Я не знал тогда, что они встречались в Праге в 1912 году и что Э. среди прочего (и не дошедшего до нас) рассказал К. о том, что раз в детстве заплакал, увидев марширующих солдат (только этот умильный сюжет и сохранила история). Скудость сведений об их беседе была восполнена позже, когда я вычитал в письме Кафки к Милене такой пассаж (он смотрит на марширующие под окнами французские войска, которые для него «некая манифестация сил, взывающих из глубин»):
«„И все-таки, о безгласные пешки, о марширующие и до дикости доверчивые люди, – все-таки мы вас не оставили, не оставили вас во всех ваших величайших глупостях – и особенно в них“. И вот смотришь с закрытыми глазами в эти глубины – и почти тонешь в тебе».
«В тебе» – в Милене. Неожиданный поворот с проторенного пути отчаяния в сторону рискованного спасения. Как и теория относительности. И все это – невидимое продолжение улицы.
Помнится, в колледж приехал русский писатель, сделавший небольшую карьеру на диссидентстве, и уже после его выступления, на вечеринке, один из славистов произнес по какому-то поводу имя «Кафка». Писатель небрежно отвлекся вбок: «кафка-шмафка». В этот момент согбенный почитатель поднес ему дымящуюся чашечку.
Я иду на кухню заварить кофе…
Копящиеся сны человечества когда-то начинают кипятиться и переливаться через край в поисках гениальной головы. Ведь сон испокон веков подсказывал миру его нелинейность…
В недавнем сне ко мне подошел человек, которого я раздражал, видимо, своим высокомерием (в детстве я заикался и потому неразговорчив, только и всего…), и спросил: «Ну что, ты королев?» В реальности я бы его не понял, но здесь все было ясно: ты королевист? с замашками короля? – это было краткое прилагательное и лингвистическое искривление…
Заодно я варю яйцо, потому что люблю смотреть на белое сваренное яйцо на белой тарелке…
И вспоминаю стихи Осипа Мандельштама: «О, как же я хочу, / не чуемый никем, / лететь вослед лучу, / где нет меня совсем…».
Альберт Эйнштейн с детских лет хотел отправиться в путь на луче света и записывать наблюдения.

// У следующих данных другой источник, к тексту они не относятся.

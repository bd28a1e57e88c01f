use std::collections::BTreeMap;
use std::sync::Arc;

use azd_async::{TaskContext, TaskError};
use azd_azure::{resource_types, AzureResource, ResourceService};
use azd_domain::keys::ENV_NAME_TAG;
use azd_domain::{DestroyOptions, Progress};
use tokio::task::JoinSet;
use tracing::{debug, info};

use crate::console::{Console, ConsoleOptions};
use crate::error::{ProvisionError, ResultExt};

type GroupedResources = BTreeMap<String, Vec<AzureResource>>;

#[derive(Debug, Clone, Copy, PartialEq, Eq)]
enum PurgeKind {
    KeyVault,
    AppConfiguration,
    ApiManagement,
}

impl PurgeKind {
    /// Plural used in the purge prompt.
    fn plural(self) -> &'static str {
        match self {
            PurgeKind::KeyVault => "Key Vaults",
            PurgeKind::AppConfiguration => "App Configurations",
            PurgeKind::ApiManagement => "API Managements",
        }
    }

    /// Singular used in per-item progress and messages.
    fn label(self) -> &'static str {
        match self {
            PurgeKind::KeyVault => "key vault",
            PurgeKind::AppConfiguration => "app configuration",
            PurgeKind::ApiManagement => "api management service",
        }
    }
}

#[derive(Debug, Clone, PartialEq, Eq)]
struct PurgeCandidate {
    name: String,
    location: String,
}

#[derive(Debug)]
struct PurgeGroup {
    kind: PurgeKind,
    candidates: Vec<PurgeCandidate>,
}

/// Deletes the resource groups of one environment and purges the
/// soft-deleted resources they leave behind.
///
/// Group deletion is committed before the purge question is asked; declining
/// the purge leaves the groups deleted and the soft-deleted resources
/// recoverable.
pub(crate) struct ResourceGroupDestroyer<'a> {
    pub ctx: &'a TaskContext<Progress>,
    pub console: &'a dyn Console,
    pub resources: Arc<dyn ResourceService>,
    pub subscription_id: String,
    pub env_name: String,
    pub options: DestroyOptions,
}

impl ResourceGroupDestroyer<'_> {
    /// Returns every resource that lived in the deleted groups.
    pub async fn run(&self) -> Result<Vec<AzureResource>, ProvisionError> {
        self.progress("Fetching resource groups");
        let groups = self
            .resources
            .list_resource_groups(&self.subscription_id, ENV_NAME_TAG, &self.env_name)
            .await
            .context("getting resource groups")?;

        self.progress("Fetching resources");
        let grouped = self.list_all_resources(groups).await.context("getting resources to delete")?;
        let all: Vec<AzureResource> = grouped.values().flatten().cloned().collect();
        debug!(groups = grouped.len(), resources = all.len(), "resources to delete");

        self.progress("Getting Key Vaults to purge");
        let key_vaults = self.key_vaults_to_purge(&grouped).await.context("getting key vaults to purge")?;

        self.progress("Getting App Configurations to purge");
        let app_configs = self
            .app_configurations_to_purge(&grouped)
            .await
            .context("getting app configurations to purge")?;

        self.progress("Getting API Management Services to purge");
        let apims = self
            .api_managements_to_purge(&grouped)
            .await
            .context("getting API managements to purge")?;

        self.delete_resource_groups(&grouped, all.len())
            .await
            .context("destroying resource groups")?;

        let groups = vec![
            PurgeGroup { kind: PurgeKind::KeyVault, candidates: key_vaults },
            PurgeGroup { kind: PurgeKind::AppConfiguration, candidates: app_configs },
            PurgeGroup { kind: PurgeKind::ApiManagement, candidates: apims },
        ];
        self.purge(&groups).await.context("purging resources")?;

        Ok(all)
    }

    fn progress(&self, message: impl Into<String>) {
        self.ctx.set_progress(Progress::new(message));
    }

    /// One listing call per group, run concurrently.
    async fn list_all_resources(&self, groups: Vec<String>) -> Result<GroupedResources, ProvisionError> {
        let mut set = JoinSet::new();
        for group in groups {
            let resources = self.resources.clone();
            let subscription_id = self.subscription_id.clone();
            set.spawn(async move {
                let listed = resources.list_resource_group_resources(&subscription_id, &group).await;
                (group, listed)
            });
        }

        let mut grouped = GroupedResources::new();
        while let Some(joined) = set.join_next().await {
            let (group, listed) = joined.map_err(|e| TaskError::Panicked(e.to_string()))?;
            grouped.insert(group, listed?);
        }
        Ok(grouped)
    }

    fn resources_of_type<'g>(
        grouped: &'g GroupedResources,
        resource_type: &'g str,
    ) -> impl Iterator<Item = (&'g String, &'g AzureResource)> + 'g {
        grouped.iter().flat_map(move |(group, resources)| {
            resources
                .iter()
                .filter(move |r| r.resource_type.eq_ignore_ascii_case(resource_type))
                .map(move |r| (group, r))
        })
    }

    async fn key_vaults_to_purge(&self, grouped: &GroupedResources) -> Result<Vec<PurgeCandidate>, ProvisionError> {
        let mut candidates = Vec::new();
        for (group, resource) in Self::resources_of_type(grouped, resource_types::KEY_VAULT) {
            let vault = self
                .resources
                .get_key_vault(&self.subscription_id, group, &resource.name)
                .await
                .with_context(|| format!("listing key vault {} properties", resource.name))?;
            if vault.enable_soft_delete && !vault.enable_purge_protection {
                candidates.push(PurgeCandidate { name: vault.name, location: vault.location });
            } else {
                debug!(vault = %vault.name, "key vault cannot be purged, skipping");
            }
        }
        Ok(candidates)
    }

    async fn app_configurations_to_purge(
        &self,
        grouped: &GroupedResources,
    ) -> Result<Vec<PurgeCandidate>, ProvisionError> {
        let mut candidates = Vec::new();
        for (group, resource) in Self::resources_of_type(grouped, resource_types::APP_CONFIGURATION) {
            let store = self
                .resources
                .get_app_configuration(&self.subscription_id, group, &resource.name)
                .await
                .with_context(|| format!("listing app configuration {} properties", resource.name))?;
            if store.enable_soft_delete && !store.enable_purge_protection {
                candidates.push(PurgeCandidate { name: store.name, location: store.location });
            }
        }
        Ok(candidates)
    }

    async fn api_managements_to_purge(
        &self,
        grouped: &GroupedResources,
    ) -> Result<Vec<PurgeCandidate>, ProvisionError> {
        let mut candidates = Vec::new();
        for (group, resource) in Self::resources_of_type(grouped, resource_types::API_MANAGEMENT) {
            // Every API Management service is soft-deleted; there is no flag to check.
            let apim = self
                .resources
                .get_api_management(&self.subscription_id, group, &resource.name)
                .await
                .with_context(|| format!("listing api management service {} properties", resource.name))?;
            candidates.push(PurgeCandidate { name: apim.name, location: apim.location });
        }
        Ok(candidates)
    }

    async fn delete_resource_groups(
        &self,
        grouped: &GroupedResources,
        resource_count: usize,
    ) -> Result<(), ProvisionError> {
        if !self.options.force() && resource_count > 0 {
            self.ctx
                .interact(|| async {
                    let confirmed = self
                        .console
                        .confirm(
                            ConsoleOptions::new(format!(
                                "This will delete {} resources, are you sure you want to continue?",
                                resource_count
                            ))
                            .with_default(false),
                        )
                        .await
                        .context("prompting for delete confirmation")?;
                    if confirmed {
                        Ok(())
                    } else {
                        Err(ProvisionError::Declined("user denied delete confirmation".into()))
                    }
                })
                .await?;
        }

        for group in grouped.keys() {
            self.progress(format!("Deleting resource group {}", group));
            self.resources
                .delete_resource_group(&self.subscription_id, group)
                .await?;
            info!(resource_group = %group, "deleted resource group");
            self.console.message(&format!("Deleted resource group {}", group));
        }
        Ok(())
    }

    async fn purge(&self, groups: &[PurgeGroup]) -> Result<(), ProvisionError> {
        let pending: Vec<&PurgeGroup> = groups.iter().filter(|g| !g.candidates.is_empty()).collect();
        if pending.is_empty() {
            return Ok(());
        }

        if !self.options.purge() {
            let types = pending.iter().map(|g| g.kind.plural()).collect::<Vec<_>>().join("/");
            let mut warning = String::from("\n\nThis operation will delete:");
            for group in &pending {
                warning.push_str(&format!("\n    {} {}", group.candidates.len(), group.kind.plural()));
            }
            warning.push_str(&format!(
                "\nThese {} have soft delete enabled allowing them to be recovered for a period of time after \
                 deletion. During this period, their names may not be reused.\nYou can use argument --purge to \
                 skip this confirmation.\n",
                types
            ));
            self.console.message(&warning);

            self.ctx
                .interact(|| async {
                    let confirmed = self
                        .console
                        .confirm(
                            ConsoleOptions::new(format!(
                                "Would you like to permanently delete these {} instead, allowing their names to be reused?",
                                types
                            ))
                            .with_default(false),
                        )
                        .await
                        .with_context(|| format!("prompting for {} confirmation", types))?;
                    if confirmed {
                        Ok(())
                    } else {
                        Err(ProvisionError::Declined(format!("user denied {} confirmation", types)))
                    }
                })
                .await?;
        }

        for group in pending {
            self.purge_group(group)
                .await
                .with_context(|| format!("failed to purge {}", group.kind.plural()))?;
        }
        Ok(())
    }

    /// Stops at the first failure; later candidates are left alone.
    async fn purge_group(&self, group: &PurgeGroup) -> Result<(), ProvisionError> {
        let label = group.kind.label();
        for candidate in &group.candidates {
            self.progress(format!("Purging {} {}", label, candidate.name));
            let purged = match group.kind {
                PurgeKind::KeyVault => {
                    self.resources
                        .purge_key_vault(&self.subscription_id, &candidate.name, &candidate.location)
                        .await
                }
                PurgeKind::AppConfiguration => {
                    self.resources
                        .purge_app_configuration(&self.subscription_id, &candidate.name, &candidate.location)
                        .await
                }
                PurgeKind::ApiManagement => {
                    self.resources
                        .purge_api_management(&self.subscription_id, &candidate.name, &candidate.location)
                        .await
                }
            };
            purged.with_context(|| format!("purging {} {}", label, candidate.name))?;
            self.console.message(&format!("Purged {} {}", label, candidate.name));
        }
        Ok(())
    }
}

Дом Сэды – так мне казалось – тайно коллекционировал солнечный свет, который, наверное, когда-то радовал своей новизной обитателей, и не подозревавших, что их радость вдохновлена всегда новыми формами световых пятен, и они были бы удивлены, скажи им, что узоры никогда не повторяются – на стенах, мебели, цветах, – и еще мне казалось, что этот дом ежесекундно готов предъявить свою коллекцию и осветиться. Но он оставался затененным, потому что носил траур по хозяину. Сухая прохлада обитала в нем. Сэда свято чтила память недавно умершего мужа и, сообщив мне при знакомстве, что прожила со своим скрипачом шестьдесят лет и два месяца, сама, без моих робких вопросов, никогда его не упоминала. Мы беседовали на лебедином озере веранды, где бывшая балерина могла принимать лебедят и где редкое поскрипывание половиц невольно обращало ваш взгляд на молчаливый дуэт скрипки и пюпитра, приютившихся в углу и выступавших в роли изящного памятника мужу, или – на фотографии молодой Сэды в балетной пачке, – то в одиноком склонении, то в развернутом кордебалете среди таких же миниатюрных балерин, – и, возможно, ваш взгляд, – о да, скорее всего! – ваш взгляд становился взором.
Иногда появлялась девушка Ия, помогавшая старушке вести хозяйство, и, при всем моем интересе к далекому прошлому первой эмиграции, я огорчался, если за время визита она ни разу не забегала на веранду или хотя бы не промелькивала в прихожей. У нее было неповторимое лицо, остановившееся на грани ненормальности, – словно бы, заглянув за грань, оно спохватилось и замерло, а в глазах остались испуг и любопытство, и, поскольку на два состояния их не хватало, они были чуть больше обычных, хотя верхние веки сопротивлялись и довольно круто срезали – наискось и вниз – уголки глаз с височных сторон.